Embers of society: Firelight talk among the Ju/'hoansi Bushmen.

Bibliographic Collection: 
APE
Publication Type: Journal Article
Authors: Wiessner, Polly W
Year of Publication: 2014
Journal: Proc Natl Acad Sci U S A
Volume: 111
Issue: 39
Pagination: 14027-35
Date Published: 2014 Sep 30
Publication Language: eng
ISSN: 1091-6490
Keywords: African Continental Ancestry Group, Anthropology, Cultural, Botswana, Ethnic groups, Female, Fires, Humans, Interpersonal Relations, Male, Namibia, Social Behavior
Abstract:

Much attention has been focused on control of fire in human evolution and the impact of cooking on anatomy, social, and residential arrangements. However, little is known about what transpired when firelight extended the day, creating effective time for social activities that did not conflict with productive time for subsistence activities. Comparison of 174 day and nighttime conversations among the Ju/'hoan (!Kung) Bushmen of southern Africa, supplemented by 68 translated texts, suggests that day talk centers on economic matters and gossip to regulate social relations. Night activities steer away from tensions of the day to singing, dancing, religious ceremonies, and enthralling stories, often about known people. Such stories describe the workings of entire institutions in a small-scale society with little formal teaching. Night talk plays an important role in evoking higher orders of theory of mind via the imagination, conveying attributes of people in broad networks (virtual communities), and transmitting the "big picture" of cultural institutions that generate regularity of behavior, cooperation, and trust at the regional level.
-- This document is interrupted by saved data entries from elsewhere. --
//! Thread and message data model (§3, Entity: Thread / Message).

use chrono::{DateTime, Utc};
use serde::{Deserialize, Serialize};

/// What a thread is used for — drives how the history formatter and the
/// council orchestrator treat it.
#[derive(Debug, Clone, Copy, PartialEq, Eq, Serialize, Deserialize)]
#[serde(rename_all = "lowercase")]
pub enum ThreadPattern {
    /// Fan-out to advisors; read-only by convention.
    Council,
    /// A peasant's work thread for one task.
    Work,
    /// Two-party direct conversation (e.g. King <-> one agent).
    Direct,
}

/// `threads/<slug>/thread.json` — tracked metadata for a thread.
#[derive(Debug, Clone, Serialize, Deserialize)]
pub struct ThreadMeta {
    /// Original (non-normalized) name, preserved for display.
    pub name: String,
    pub members: Vec<String>,
    pub pattern: ThreadPattern,
    pub created_at: DateTime<Utc>,
}

/// One message's YAML frontmatter plus body.
#[derive(Debug, Clone, Serialize, Deserialize, PartialEq)]
pub struct Message {
    pub from: String,
    #[serde(default, skip_serializing_if = "Option::is_none")]
    pub to: Option<String>,
    pub timestamp: DateTime<Utc>,
    #[serde(default, skip_serializing_if = "Option::is_none")]
    pub refs: Option<Vec<String>>,
    /// Unrecognized frontmatter keys, preserved but not interpreted
    /// (spec §4.1: "unknown frontmatter keys are preserved but not surfaced").
    #[serde(flatten)]
    pub unknown: std::collections::BTreeMap<String, serde_yaml::Value>,
    #[serde(skip)]
    pub body: String,
}

/// A message together with the sequence number its filename encodes.
#[derive(Debug, Clone, PartialEq)]
pub struct SequencedMessage {
    pub seqno: u32,
    pub message: Message,
}

/// Strip trailing whitespace from every line of `body`, preserving
/// intentional empty lines (spec §3 invariant, §8 boundary behavior).
pub fn strip_trailing_whitespace(body: &str) -> String {
    body.lines()
        .map(|line| line.trim_end())
        .collect::<Vec<_>>()
        .join("\n")
}
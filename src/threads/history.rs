//! Thread History Formatter (spec §4.6) — renders a thread as a plain
//! conversation block for injection into council-review and group-chat
//! prompts.

use super::model::SequencedMessage;

/// Strip a leading `<sender>:` prefix from a body, if present, to avoid
/// double-prefixing when history is recursively injected into a later
/// prompt (the sender is known from the message's own `from` field).
fn strip_sender_prefix<'a>(body: &'a str, sender: &str) -> &'a str {
    let prefix = format!("{sender}:");
    match body.strip_prefix(prefix.as_str()) {
        Some(rest) => rest.trim_start_matches(' '),
        None => body,
    }
}

/// Render `messages` as `"[Previous conversation]\n<from>: <body>\n\n..."`
/// followed by a trailing instruction addressed to `target_name`.
pub fn format_history(messages: &[SequencedMessage], target_name: &str) -> String {
    let mut out = String::from("[Previous conversation]\n");
    for m in messages {
        let body = strip_sender_prefix(&m.message.body, &m.message.from);
        out.push_str(&m.message.from);
        out.push_str(": ");
        out.push_str(body);
        out.push_str("\n\n");
    }
    out.push_str("---\n");
    out.push_str(&format!(
        "You are {target_name}. Continue the discussion. Respond to the points raised above."
    ));
    out
}

#[cfg(test)]
mod tests {
    use super::*;
    use crate::threads::model::Message;
    use chrono::Utc;

    fn msg(from: &str, body: &str) -> SequencedMessage {
        SequencedMessage {
            seqno: 1,
            message: Message {
                from: from.to_string(),
                to: None,
                timestamp: Utc::now(),
                refs: None,
                unknown: Default::default(),
                body: body.to_string(),
            },
        }
    }

    #[test]
    fn renders_conversation_block() {
        let out = format_history(&[msg("king", "hi there"), msg("claude", "hello")], "codex");
        assert!(out.starts_with("[Previous conversation]\n"));
        assert!(out.contains("king: hi there"));
        assert!(out.contains("claude: hello"));
        assert!(out.ends_with("You are codex. Continue the discussion. Respond to the points raised above."));
    }

    #[test]
    fn strips_leading_sender_prefix_to_avoid_double_prefixing() {
        let out = format_history(&[msg("king", "king: hi there")], "codex");
        assert!(out.contains("king: hi there"));
        assert!(!out.contains("king: king: hi there"));
    }
}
Findings from the Ju/'hoan are compared with other hunter-gatherer societies and related to the widespread human use of firelight for intimate conversation and our appetite for evening stories. The question is raised as to what happens when economically unproductive firelit time is turned to productive time by artificial lighting.

DOI: 10.1073/pnas.1404212111
Alternate Journal: Proc. Natl. Acad. Sci. U.S.A.